Heather Ingram said...

Awesome post =)
At the beginning of our mission work here in PR I felt a lot like you did ('cept I was 19). I don't even have a college degree! David and I got married when I was right out of HS knowing that in a year or so I would be moving away from everything I knew and grew up with to live with people we call "acquaintances". When David proposed he said, "God has called me to the life of a missionary in PR, if you feel called too, then marry me but if thats not the life God has for you, then we need to go our separate ways" (such a romantic marriage proposal huh!).When we first moved here, I was kinda like you are now, one day hoping we would be moving back home, David getting a job somewhere, me getting a degree, and finally having a family and raising them in America.

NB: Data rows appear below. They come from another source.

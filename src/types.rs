//! The employee record shared by the store, the reconciler and the
//! credential manager.
//!
//! On disk the record keeps the field names of the published directory
//! (`id`, `nombre`, `puesto`, `gerencia`, `celular`) because the lookup site
//! reads the same JSON file.

use serde::{Deserialize, Deserializer, Serialize};

/// One canonical employee entry.
///
/// `id` is minted once and never changes: it is printed inside a physical
/// QR credential. `name` is the normalized (trimmed, upper-case) display name
/// and doubles as the credential filename key through [`crate::naming::slug`].
#[derive(Debug, Clone, PartialEq, Eq, Serialize, Deserialize)]
pub struct Employee {
    #[serde(default, deserialize_with = "lenient_string")]
    pub id: String,
    #[serde(rename = "nombre", default, deserialize_with = "lenient_string")]
    pub name: String,
    #[serde(rename = "puesto", default, deserialize_with = "lenient_string")]
    pub role: String,
    #[serde(rename = "gerencia", default, deserialize_with = "lenient_string")]
    pub unit: String,
    #[serde(rename = "celular", default, deserialize_with = "lenient_string")]
    pub phone: String,
}

impl Employee {
    /// Filename key for this record's credential.
    pub fn slug(&self) -> String {
        crate::naming::slug(&self.name)
    }
}

/// Accept any JSON scalar for a string field.
///
/// Hand-edited stores carry phone numbers as numbers and the occasional
/// `null`. Field contents are not validated, only coerced.
fn lenient_string<'de, D>(deserializer: D) -> Result<String, D::Error>
where
    D: Deserializer<'de>,
{
    use serde::de::Error;
    use serde_json::Value;

    match Value::deserialize(deserializer)? {
        Value::String(s) => Ok(s),
        Value::Null => Ok(String::new()),
        Value::Number(n) => Ok(n.to_string()),
        Value::Bool(b) => Ok(b.to_string()),
        other => Err(D::Error::custom(format!(
            "expected a string value, found {other}"
        ))),
    }
}
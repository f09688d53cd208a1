//! The canonical record store: a JSON array of employee objects.
//!
//! The store is read whole and written whole. Writes go through
//! [`write_atomic`]: the bytes land in a temp file next to the destination
//! and are renamed over it, so a crash mid-write leaves either the old file
//! or the new one, never a truncated mix. The same helper writes credential
//! images and the credential ledger.
//!
//! Only one process is expected to touch a store at a time. There is no
//! locking.

use crate::types::Employee;
use std::io::{self, Write};
use std::path::{Path, PathBuf};
use thiserror::Error;

#[derive(Error, Debug)]
pub enum StoreError {
    #[error("Store file not found: {0}")]
    MissingSource(PathBuf),
    #[error("Store {path} is not a JSON array of employee objects: {source}")]
    MalformedJson {
        path: PathBuf,
        #[source]
        source: serde_json::Error,
    },
    #[error("IO error on {path}: {source}")]
    Io {
        path: PathBuf,
        #[source]
        source: io::Error,
    },
}

/// Load the full record sequence, in file order.
///
/// Fails with [`StoreError::MissingSource`] when the file does not exist and
/// [`StoreError::MalformedJson`] when the content is not an array of objects.
/// Field contents are not validated.
pub fn load(path: &Path) -> Result<Vec<Employee>, StoreError> {
    let content = std::fs::read_to_string(path).map_err(|source| {
        if source.kind() == io::ErrorKind::NotFound {
            StoreError::MissingSource(path.to_path_buf())
        } else {
            StoreError::Io {
                path: path.to_path_buf(),
                source,
            }
        }
    })?;
    serde_json::from_str(&content).map_err(|source| StoreError::MalformedJson {
        path: path.to_path_buf(),
        source,
    })
}

/// Load the store if it exists. A missing file is a first import, not an error.
pub fn load_optional(path: &Path) -> Result<Option<Vec<Employee>>, StoreError> {
    match load(path) {
        Ok(records) => Ok(Some(records)),
        Err(StoreError::MissingSource(_)) => Ok(None),
        Err(e) => Err(e),
    }
}

/// Serialize the full record set to `path`, replacing it atomically.
pub fn save(path: &Path, records: &[Employee]) -> Result<(), StoreError> {
    let json = serde_json::to_string_pretty(records).map_err(|source| StoreError::Io {
        path: path.to_path_buf(),
        source: source.into(),
    })?;
    write_atomic(path, json.as_bytes()).map_err(|source| StoreError::Io {
        path: path.to_path_buf(),
        source,
    })?;
    tracing::debug!(path = %path.display(), records = records.len(), "store saved");
    Ok(())
}

/// Write `bytes` to `path` via a sibling temp file and an atomic rename.
///
/// The parent directory must exist. On any failure the temp file is removed
/// and `path` is untouched.
pub fn write_atomic(path: &Path, bytes: &[u8]) -> io::Result<()> {
    staged(path, bytes)?.persist(path).map_err(|e| e.error)?;
    Ok(())
}

/// Like [`write_atomic`], but fails with `AlreadyExists` instead of
/// replacing a file that is already at `path`.
pub fn write_new_atomic(path: &Path, bytes: &[u8]) -> io::Result<()> {
    staged(path, bytes)?
        .persist_noclobber(path)
        .map_err(|e| e.error)?;
    Ok(())
}

/// Temp file in the destination's directory holding `bytes`, flushed to disk.
fn staged(path: &Path, bytes: &[u8]) -> io::Result<tempfile::NamedTempFile> {
    let dir = match path.parent() {
        Some(p) if !p.as_os_str().is_empty() => p,
        _ => Path::new("."),
    };
    let mut tmp = tempfile::NamedTempFile::new_in(dir)?;
    tmp.write_all(bytes)?;
    tmp.as_file().sync_all()?;
    Ok(tmp)
}
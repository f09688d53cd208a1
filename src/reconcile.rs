//! Reconciliation of an imported spreadsheet snapshot against the store.
//!
//! # Policy
//!
//! The import is the whole truth. The merged record set is exactly the
//! rows of the current import, in sheet order; records of the previous store
//! that the import no longer mentions are not carried over. They are listed
//! in [`ReconcileReport::dropped`] so the operator sees every removal before
//! the store is saved.
//!
//! Identity is carried by the spreadsheet itself:
//!
//! - **id cell filled** → update. The id is kept verbatim (trimmed) and every
//!   other field is taken from the row.
//! - **id cell blank** → create. A fresh version-4 UUID is minted.
//!
//! An id must never change once minted: it is printed inside a physical QR
//! credential.
//!
//! # Per-row faults
//!
//! Each row is processed to a `Result`. A bad row becomes a
//! [`RowError`] in the report and the batch moves on; nothing a single row
//! contains can abort the run.
//!
//! # Known gaps, surfaced rather than fixed
//!
//! - Two rows supplying the same id are both kept; the id shows up in
//!   [`ReconcileReport::duplicate_ids`].
//! - Dropped records are only reported; deciding whether a missing row is an
//!   offboarding or an accident is left to the operator.

use crate::import::{Cell, ImportRow};
use crate::rules::{RowRules, normalize_name};
use crate::types::Employee;
use std::collections::{BTreeSet, HashSet};
use thiserror::Error;
use uuid::Uuid;

#[derive(Error, Debug, Clone, PartialEq, Eq)]
pub enum RowError {
    #[error("Row {row}: {reason}")]
    Malformed { row: usize, reason: String },
}

impl RowError {
    pub fn row(&self) -> usize {
        match self {
            RowError::Malformed { row, .. } => *row,
        }
    }
}

/// Knobs for a reconciliation run.
#[derive(Debug, Clone)]
pub struct ReconcileOptions {
    /// Role assigned when the row leaves `puesto` blank.
    pub default_role: String,
    pub rules: RowRules,
}

impl Default for ReconcileOptions {
    fn default() -> Self {
        Self {
            default_role: "Asesor".to_string(),
            rules: RowRules::default(),
        }
    }
}

/// Counts and findings of one run. Callers format it however they like.
#[derive(Debug, Clone, Default, PartialEq, Eq)]
pub struct ReconcileReport {
    pub created: usize,
    pub updated: usize,
    pub skipped_empty: usize,
    pub skipped_header: usize,
    pub error_rows: usize,
    /// Records that had at least one field forced by an override rule.
    pub overridden: usize,
    pub errors: Vec<RowError>,
    /// Ids supplied by more than one row, in first-seen order.
    pub duplicate_ids: Vec<String>,
    /// Prior records whose id is absent from the merged set.
    pub dropped: Vec<Employee>,
}

impl ReconcileReport {
    pub fn total_rows(&self) -> usize {
        self.created + self.updated + self.skipped_empty + self.skipped_header + self.error_rows
    }
}

/// Merged records plus the report describing how they were produced.
#[derive(Debug, Clone)]
pub struct Reconciliation {
    pub records: Vec<Employee>,
    pub report: ReconcileReport,
}

#[derive(Debug, Clone, Copy, PartialEq, Eq)]
enum Identity {
    Created,
    Updated,
}

#[derive(Debug)]
enum RowOutcome {
    Record {
        employee: Employee,
        identity: Identity,
        overridden: bool,
    },
    Empty,
    Header,
}

/// Merge imported rows into a new canonical record set.
///
/// `existing` is the store before this import, when there is one. It is
/// consulted for reporting only; see the module docs for why it never
/// contributes records.
pub fn reconcile(
    rows: &[ImportRow],
    existing: Option<&[Employee]>,
    options: &ReconcileOptions,
) -> Reconciliation {
    let mut records = Vec::with_capacity(rows.len());
    let mut report = ReconcileReport::default();
    let mut seen_ids: HashSet<String> = HashSet::new();
    let mut duplicates: BTreeSet<String> = BTreeSet::new();

    for row in rows {
        match process_row(row, options, &seen_ids) {
            Ok(RowOutcome::Record {
                employee,
                identity,
                overridden,
            }) => {
                match identity {
                    Identity::Created => report.created += 1,
                    Identity::Updated => report.updated += 1,
                }
                if overridden {
                    report.overridden += 1;
                }
                let repeated = !seen_ids.insert(employee.id.clone());
                if repeated && duplicates.insert(employee.id.clone()) {
                    tracing::warn!(
                        row = row.number,
                        id = %employee.id,
                        "id supplied by more than one row"
                    );
                    report.duplicate_ids.push(employee.id.clone());
                }
                records.push(employee);
            }
            Ok(RowOutcome::Empty) => report.skipped_empty += 1,
            Ok(RowOutcome::Header) => {
                tracing::debug!(row = row.number, "stray header row skipped");
                report.skipped_header += 1;
            }
            Err(e) => {
                tracing::warn!(row = e.row(), error = %e, "row skipped");
                report.error_rows += 1;
                report.errors.push(e);
            }
        }
    }

    if let Some(previous) = existing {
        report.dropped = previous
            .iter()
            .filter(|old| !seen_ids.contains(&old.id))
            .cloned()
            .collect();
    }

    Reconciliation { records, report }
}

fn process_row(
    row: &ImportRow,
    options: &ReconcileOptions,
    seen_ids: &HashSet<String>,
) -> Result<RowOutcome, RowError> {
    let name = field(row, "nombre", &row.name)?;
    let name = normalize_name(&name);
    if name.is_empty() {
        return Ok(RowOutcome::Empty);
    }

    let supplied_id = field(row, "id", &row.id)?.trim().to_string();
    let unit = field(row, "gerencia", &row.unit)?.trim().to_string();
    // A row carrying an id is a stored employee, never a stray header.
    if supplied_id.is_empty() && options.rules.is_header(&name, &unit) {
        return Ok(RowOutcome::Header);
    }

    let role = field(row, "puesto", &row.role)?.trim().to_string();
    let phone = field(row, "celular", &row.phone)?.trim().to_string();

    let mut employee = Employee {
        id: String::new(),
        name,
        role: if role.is_empty() {
            options.default_role.clone()
        } else {
            role
        },
        unit,
        phone,
    };

    let overridden = match options.rules.overrides_for(&employee.name) {
        Some(overrides) => {
            if let Some(puesto) = overrides.puesto {
                employee.role = puesto.to_string();
            }
            if let Some(gerencia) = overrides.gerencia {
                employee.unit = gerencia.to_string();
            }
            true
        }
        None => false,
    };

    let identity = if supplied_id.is_empty() {
        employee.id = mint_id(seen_ids);
        Identity::Created
    } else {
        employee.id = supplied_id;
        Identity::Updated
    };

    Ok(RowOutcome::Record {
        employee,
        identity,
        overridden,
    })
}

/// Text of a cell, or a row fault when the sheet holds an error value.
fn field(row: &ImportRow, column: &str, cell: &Cell) -> Result<String, RowError> {
    match cell {
        Cell::Empty => Ok(String::new()),
        Cell::Text(s) => Ok(s.clone()),
        Cell::Invalid(value) => Err(RowError::Malformed {
            row: row.number,
            reason: format!("{column} cell holds an error value ({value})"),
        }),
    }
}

/// Mint a v4 UUID not already used in this run.
fn mint_id(seen: &HashSet<String>) -> String {
    loop {
        let id = Uuid::new_v4().to_string();
        if !seen.contains(&id) {
            return id;
        }
    }
}
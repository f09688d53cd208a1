//! Credential images: encoding, optional decoding, provenance, lifecycle.
//!
//! # Architecture
//!
//! ```text
//! lifecycle: record/file classification, generation of missing files
//!   ├── encoder: CredentialEncoder trait; QrPngEncoder (qrcode + image)
//!   ├── decoder: CredentialDecoder trait; RqrrDecoder behind `decode`
//!   └── ledger: slug → (id, sha256) of every file this tool wrote
//! ```
//!
//! Encoding and decoding sit behind traits so the lifecycle logic is tested
//! with recording mocks instead of real pixels. Each trait module carries
//! its mock in a `pub mod tests`.

pub mod decoder;
pub mod encoder;
pub mod ledger;
pub mod lifecycle;

pub use decoder::{CredentialDecoder, DecodeError, NoDecoder, default_decoder};
pub use encoder::{CredentialEncoder, EncodeError, QrParams, QrPngEncoder};
pub use ledger::Ledger;
pub use lifecycle::{
    CheckOutcome, CredentialError, CredentialPlan, CredentialState, Evidence, GenerationReport,
    SlugCollision, SyncOutcome, Verdict, Verification, check, generate_missing, list_existing,
    plan, sync, verify,
};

Now, 7 years later, this life we are living now is what God has molded and planned for me and my little family. I can no longer imagine myself or David getting a "regular" job in the States, actually now we would be miserable if we did. Yes, we still miss family and friends back home and even the American culture at times but the crazy life of a missionary "is the life for me". I now anticipate one day, Lord willing, moving to Kenya and raising Hannah there. Call me crazy (some of my family does!) but to me this is my life now, I have willingly put my hand to the plow and I am not looking back. Thats not to say our trust, faith and dependence on Him never gets tested, haha, quite the contrary =) Cuz if you're gonna be plowin' His field then you gotta be equipped with the latest dose of faith, trust and surrendering to His Will.